Sunday, December 01, 2013
It's Been A While
This year has beaten the hell out of me. I've had so many stories to tell and I've written none of them here. The coals are starting to glow again. Maybe I am still a writer. Maybe I can find the old me who could write freely and bravely. Maybe I can make sense of what I've seen and done and felt this year.
In early 2013 I got involved in fighting sex trafficking in my city. It all started when our church staff took a little van tour to see where brothels are operating all around us. That two hour van ride changed my life. I have seen and done more crazy things in 2013 than in all my teenage years put together. My girlfriends and I were all binge-watching Alias on Netflix when we got involved and it had quite an effect on us. It's not weird for my friends to have a girls night out that ends in some sort of outreach or prayer drive.
Last spring I also got involved with teaching ESL to Muslim women.
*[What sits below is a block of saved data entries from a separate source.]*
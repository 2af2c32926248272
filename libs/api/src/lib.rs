//! # virtops-api
//!
//! Typed resources and the object store the virtops controllers run
//! against.
//!
//! ## Layers
//!
//! - [`ObjectStore`]: raw JSON documents with optimistic concurrency on
//!   `metadata.resourceVersion` and a change feed ([`ObjectStore::watch`])
//! - [`SqliteStore`]: the store implementation, file-backed or in-memory
//! - [`Api`]: typed handle per kind and namespace, used by every controller
//! - [`PatchBuilder`]: RFC 6902 patches, including the string-per-operation
//!   form carried by restores
//!
//! Owner references are stored verbatim; cascade deletion is the garbage
//! collector's job, not the store's.

mod api;
mod error;
mod meta;
pub mod patch;
mod resource;
mod resources;
mod store;

pub use api::Api;
pub use error::StoreError;
pub use meta::*;
pub use patch::PatchBuilder;
pub use resource::Resource;
pub use resources::*;
pub use store::{ObjectStore, SqliteStore, WatchEvent, WatchEventType};

pub use json_patch::Patch;
pub use virtops_reconcile::IntOrString;
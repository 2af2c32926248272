//! Object store errors.

use thiserror::Error;

use crate::ObjectKey;

/// Errors from object store operations.
#[derive(Debug, Error)]
pub enum StoreError {
    #[error("SQLite error: {0}")]
    Sqlite(#[from] rusqlite::Error),

    #[error("serialization error: {0}")]
    Serialization(#[from] serde_json::Error),

    #[error("{0} not found")]
    NotFound(ObjectKey),

    #[error("{0} already exists")]
    AlreadyExists(ObjectKey),

    /// The caller's resourceVersion is stale; re-read and retry.
    #[error("conflict on {key}: expected resourceVersion {expected}, stored {actual}")]
    Conflict {
        key: ObjectKey,
        expected: String,
        actual: String,
    },

    #[error("invalid object: {0}")]
    Invalid(String),

    #[error("patch failed: {0}")]
    Patch(String),
}

impl StoreError {
    pub fn is_not_found(&self) -> bool {
        matches!(self, Self::NotFound(_))
    }

    pub fn is_conflict(&self) -> bool {
        matches!(self, Self::Conflict { .. })
    }

    pub fn is_already_exists(&self) -> bool {
        matches!(self, Self::AlreadyExists(_))
    }
}

impl From<json_patch::PatchError> for StoreError {
    fn from(err: json_patch::PatchError) -> Self {
        StoreError::Patch(err.to_string())
    }
}
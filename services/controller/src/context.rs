//! Shared handles passed to every reconciler.

use std::sync::Arc;

use virtops_api::{Api, ObjectStore, Resource};
use virtops_events::EventRecorder;

/// Store and event sink shared by the reconcilers.
#[derive(Clone)]
pub struct Context {
    store: Arc<dyn ObjectStore>,
    recorder: Arc<dyn EventRecorder>,
}

impl Context {
    pub fn new(store: Arc<dyn ObjectStore>, recorder: Arc<dyn EventRecorder>) -> Self {
        Self { store, recorder }
    }

    pub fn store(&self) -> &Arc<dyn ObjectStore> {
        &self.store
    }

    pub fn recorder(&self) -> &dyn EventRecorder {
        self.recorder.as_ref()
    }

    /// Typed handle for a namespaced kind.
    pub fn api<K: Resource>(&self, namespace: &str) -> Api<K> {
        Api::namespaced(Arc::clone(&self.store), namespace)
    }

    /// Typed handle for a cluster-scoped kind.
    pub fn cluster_api<K: Resource>(&self) -> Api<K> {
        Api::cluster(Arc::clone(&self.store))
    }
}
I was just a sidekick to the real teacher, but it was so cool getting to know the ladies and help them learn English. We were uninvited to return after the session was over and I think it was because of something I said. That was incredibly discouraging, but I'm glad that I had the chance to know these women.
In March we were trying to have another baby and on the day I found out I wasn't pregnant, we heard about a baby who needed a family. We changed directions overnight - funny how that happened - and decided to walk through the doors toward that baby until they closed. The doors closed quickly, but it burned adoption into my heart.
After Mother's Day we officially started the adoption process with an amazing Christian agency in Houston. We spent the summer getting our application, family profile, and homestudy done. It was a LOT of work. We kept this largely on the DL because we didn't want to drag our whole church through drama - if it turned out to be dramatic. I wrote about the journey in a beautiful, white leather journal with my monogram on it. I declared that "Jesus is writing a redemption story."
On the first day of school we were matched with an expectant mother who had chosen us through our profile book and a video we had made. We spent six weeks getting to know her and came to love her very much. We were planning for an open adoption, so in all of our minds we were becoming a family. She invited me to be with her in the hospital for the birth of the baby and to stay there afterward. This was very, very risky. We were either looking at a best case scenario or a worst case scenario. It turned out to be worst case scenario for us. Thirty-six hours after the baby was born, we were kicked out of the hospital. It was October 14 - my 34th birthday.
The last six weeks have been the most painful time of my life. I am a naturally empathetic person but I now realize I've had no clue whatsoever what deep grief is like. You can't control it. You can't tell it to end. You can't keep it from coming back after you've told all your people you're okay now.
Tonight I boxed up the nursery. Moving the furniture will be Curtis' job for this week. But at least my part is done. I cried a lot. The anticipation of this day has been terrible, but when I woke up this morning I knew it needed to be done.
I am moving on.
In 31 days this calendar year will turn to 2014. Fourteen is my second favorite number - the Lord's number times 2. That's got to mean something good. I never liked 13 anyway.